*INPUT RECORDS:*
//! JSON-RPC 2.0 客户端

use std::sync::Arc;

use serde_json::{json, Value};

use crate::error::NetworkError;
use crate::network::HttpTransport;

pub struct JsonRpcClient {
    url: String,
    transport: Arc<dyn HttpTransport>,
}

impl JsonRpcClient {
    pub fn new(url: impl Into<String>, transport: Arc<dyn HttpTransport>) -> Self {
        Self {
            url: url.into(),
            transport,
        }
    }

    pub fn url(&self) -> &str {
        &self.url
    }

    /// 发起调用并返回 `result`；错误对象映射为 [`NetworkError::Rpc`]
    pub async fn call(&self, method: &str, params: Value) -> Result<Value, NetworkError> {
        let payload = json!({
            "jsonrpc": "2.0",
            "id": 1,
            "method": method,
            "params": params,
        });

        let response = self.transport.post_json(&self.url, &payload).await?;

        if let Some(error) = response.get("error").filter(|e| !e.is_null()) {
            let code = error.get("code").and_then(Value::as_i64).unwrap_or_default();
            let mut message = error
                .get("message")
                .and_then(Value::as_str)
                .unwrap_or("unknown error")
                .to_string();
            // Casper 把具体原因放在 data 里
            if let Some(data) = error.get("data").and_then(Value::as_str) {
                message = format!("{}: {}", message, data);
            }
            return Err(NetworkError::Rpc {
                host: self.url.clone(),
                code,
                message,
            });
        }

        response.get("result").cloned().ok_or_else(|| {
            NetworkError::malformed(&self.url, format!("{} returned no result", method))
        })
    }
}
==
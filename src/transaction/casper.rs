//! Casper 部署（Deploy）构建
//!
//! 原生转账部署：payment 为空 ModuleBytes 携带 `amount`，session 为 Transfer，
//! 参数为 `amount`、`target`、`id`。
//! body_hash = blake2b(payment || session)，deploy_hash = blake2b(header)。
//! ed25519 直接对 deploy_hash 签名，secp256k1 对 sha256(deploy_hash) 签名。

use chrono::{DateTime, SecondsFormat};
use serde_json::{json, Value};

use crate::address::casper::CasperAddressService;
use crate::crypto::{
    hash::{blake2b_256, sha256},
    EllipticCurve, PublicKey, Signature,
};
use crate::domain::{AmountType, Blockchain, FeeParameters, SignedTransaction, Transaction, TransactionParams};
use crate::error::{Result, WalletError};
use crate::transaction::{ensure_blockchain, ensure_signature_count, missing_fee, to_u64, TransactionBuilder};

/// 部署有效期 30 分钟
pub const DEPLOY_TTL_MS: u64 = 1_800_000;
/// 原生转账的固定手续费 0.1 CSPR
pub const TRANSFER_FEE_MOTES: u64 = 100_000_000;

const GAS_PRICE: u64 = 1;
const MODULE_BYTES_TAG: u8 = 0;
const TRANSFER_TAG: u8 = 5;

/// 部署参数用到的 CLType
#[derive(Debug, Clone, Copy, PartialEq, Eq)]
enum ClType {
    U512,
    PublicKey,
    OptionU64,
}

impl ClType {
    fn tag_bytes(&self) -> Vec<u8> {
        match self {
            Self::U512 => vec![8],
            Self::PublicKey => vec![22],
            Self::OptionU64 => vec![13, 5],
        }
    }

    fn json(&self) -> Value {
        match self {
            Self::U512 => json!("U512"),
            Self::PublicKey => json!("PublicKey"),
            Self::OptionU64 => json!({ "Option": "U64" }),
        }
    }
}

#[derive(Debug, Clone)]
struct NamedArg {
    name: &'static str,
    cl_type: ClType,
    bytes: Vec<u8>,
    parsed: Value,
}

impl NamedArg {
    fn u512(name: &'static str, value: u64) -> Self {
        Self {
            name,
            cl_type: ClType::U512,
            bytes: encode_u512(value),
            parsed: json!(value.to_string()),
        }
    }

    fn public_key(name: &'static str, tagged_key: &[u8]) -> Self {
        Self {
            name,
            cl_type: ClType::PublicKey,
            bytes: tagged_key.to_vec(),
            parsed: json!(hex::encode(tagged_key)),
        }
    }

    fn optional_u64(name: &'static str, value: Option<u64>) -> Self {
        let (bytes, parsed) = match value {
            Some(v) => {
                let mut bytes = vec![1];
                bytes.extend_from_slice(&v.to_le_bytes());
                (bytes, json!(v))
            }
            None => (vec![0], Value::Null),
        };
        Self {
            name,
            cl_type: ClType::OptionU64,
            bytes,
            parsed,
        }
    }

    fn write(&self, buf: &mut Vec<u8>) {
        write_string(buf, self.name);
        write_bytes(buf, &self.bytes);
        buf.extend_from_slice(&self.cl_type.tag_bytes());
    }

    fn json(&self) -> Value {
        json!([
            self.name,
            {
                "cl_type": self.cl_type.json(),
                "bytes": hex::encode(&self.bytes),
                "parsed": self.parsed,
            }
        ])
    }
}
* * *
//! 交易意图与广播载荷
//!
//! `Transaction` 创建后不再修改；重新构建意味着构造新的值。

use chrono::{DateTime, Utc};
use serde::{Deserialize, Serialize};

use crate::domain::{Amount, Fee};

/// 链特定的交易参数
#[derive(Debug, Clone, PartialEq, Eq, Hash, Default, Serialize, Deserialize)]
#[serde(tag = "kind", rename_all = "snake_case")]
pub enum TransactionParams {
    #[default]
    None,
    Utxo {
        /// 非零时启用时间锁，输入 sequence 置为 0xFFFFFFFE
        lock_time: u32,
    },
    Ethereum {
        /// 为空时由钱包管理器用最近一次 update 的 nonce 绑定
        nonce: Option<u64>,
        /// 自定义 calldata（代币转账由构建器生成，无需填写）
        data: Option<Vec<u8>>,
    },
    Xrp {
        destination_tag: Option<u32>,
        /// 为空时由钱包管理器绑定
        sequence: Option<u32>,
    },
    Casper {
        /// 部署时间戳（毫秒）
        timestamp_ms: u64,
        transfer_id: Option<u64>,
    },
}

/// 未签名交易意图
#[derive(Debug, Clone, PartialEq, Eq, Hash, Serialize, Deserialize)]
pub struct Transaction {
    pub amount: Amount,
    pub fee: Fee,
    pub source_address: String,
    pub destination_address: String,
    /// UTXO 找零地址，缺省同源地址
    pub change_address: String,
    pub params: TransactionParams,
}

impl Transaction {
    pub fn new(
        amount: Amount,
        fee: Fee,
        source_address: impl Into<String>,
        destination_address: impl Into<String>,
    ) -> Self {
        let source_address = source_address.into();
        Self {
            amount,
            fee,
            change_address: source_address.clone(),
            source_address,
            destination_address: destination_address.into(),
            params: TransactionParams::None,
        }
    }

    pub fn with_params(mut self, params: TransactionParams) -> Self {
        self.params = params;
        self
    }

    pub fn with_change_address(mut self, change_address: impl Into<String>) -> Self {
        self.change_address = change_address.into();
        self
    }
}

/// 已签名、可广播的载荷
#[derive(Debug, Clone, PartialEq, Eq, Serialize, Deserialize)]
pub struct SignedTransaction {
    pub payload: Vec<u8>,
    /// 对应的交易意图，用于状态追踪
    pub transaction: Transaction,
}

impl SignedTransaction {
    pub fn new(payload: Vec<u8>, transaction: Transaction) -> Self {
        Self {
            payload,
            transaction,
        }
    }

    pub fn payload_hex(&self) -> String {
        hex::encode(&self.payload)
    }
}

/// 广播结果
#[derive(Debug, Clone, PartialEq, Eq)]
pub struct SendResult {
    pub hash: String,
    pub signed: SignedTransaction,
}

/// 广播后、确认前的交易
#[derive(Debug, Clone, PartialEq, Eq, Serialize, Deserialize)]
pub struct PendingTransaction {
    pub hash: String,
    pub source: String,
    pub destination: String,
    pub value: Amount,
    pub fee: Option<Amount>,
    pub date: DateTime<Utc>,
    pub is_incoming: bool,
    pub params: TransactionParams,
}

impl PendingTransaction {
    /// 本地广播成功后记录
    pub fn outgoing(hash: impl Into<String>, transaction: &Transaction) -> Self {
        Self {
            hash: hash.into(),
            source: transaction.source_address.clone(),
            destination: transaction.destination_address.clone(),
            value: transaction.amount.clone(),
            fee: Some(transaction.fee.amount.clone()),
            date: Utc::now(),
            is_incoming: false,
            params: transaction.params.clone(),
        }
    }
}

*TASK INSTRUCTIONS:* Say how many lines of the listing above include the word "HttpTransport", giving the number alone.

*SOLUTION TO THE EXERCISE:* 3